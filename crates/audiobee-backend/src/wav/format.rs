//! WAV file format parameters.

/// WAV file format parameters.
#[derive(Debug, Clone, Copy, PartialEq, Eq)]
pub struct WavFormat {
    /// Number of interleaved channels.
    pub channels: u16,
    /// Sample rate in Hz.
    pub sample_rate: u32,
    /// Bits per sample (always 16 for this implementation).
    pub bits_per_sample: u16,
}

impl WavFormat {
    /// Creates a 16-bit format with the given channel count.
    pub fn new(channels: u16, sample_rate: u32) -> Self {
        Self {
            channels,
            sample_rate,
            bits_per_sample: 16,
        }
    }

    /// Calculates bytes per sample (per channel).
    pub(crate) fn bytes_per_sample(&self) -> u16 {
        self.bits_per_sample / 8
    }

    /// Calculates block align (bytes per sample frame).
    ///
    /// `None` when the frame size does not fit the 16-bit header field.
    pub(crate) fn block_align(&self) -> Option<u16> {
        self.channels.checked_mul(self.bytes_per_sample())
    }

    /// Calculates byte rate (bytes per second).
    ///
    /// `None` when either derived field overflows its header width.
    pub(crate) fn byte_rate(&self) -> Option<u32> {
        self.sample_rate.checked_mul(u32::from(self.block_align()?))
    }
}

▶ WORK ITEM: Every entry is to be returned exactly, with nothing dropped.

▶ OUTPUT OF THE EXERCISE:
filename crates/audiobee-backend/src/wav/format.rs
//! WAV file format parameters.

/// WAV file format parameters.
#[derive(Debug, Clone, Copy, PartialEq, Eq)]
pub struct WavFormat {
    /// Number of interleaved channels.
    pub channels: u16,
    /// Sample rate in Hz.
    pub sample_rate: u32,
    /// Bits per sample (always 16 for this implementation).
    pub bits_per_sample: u16,
}

impl WavFormat {
    /// Creates a 16-bit format with the given channel count.
    pub fn new(channels: u16, sample_rate: u32) -> Self {
        Self {
            channels,
            sample_rate,
            bits_per_sample: 16,
        }
    }

    /// Calculates bytes per sample (per channel).
    pub(crate) fn bytes_per_sample(&self) -> u16 {
        self.bits_per_sample / 8
    }

    /// Calculates block align (bytes per sample frame).
    ///
    /// `None` when the frame size does not fit the 16-bit header field.
    pub(crate) fn block_align(&self) -> Option<u16> {
        self.channels.checked_mul(self.bytes_per_sample())
    }

    /// Calculates byte rate (bytes per second).
    ///
    /// `None` when either derived field overflows its header width.
    pub(crate) fn byte_rate(&self) -> Option<u32> {
        self.sample_rate.checked_mul(u32::from(self.block_align()?))
    }
}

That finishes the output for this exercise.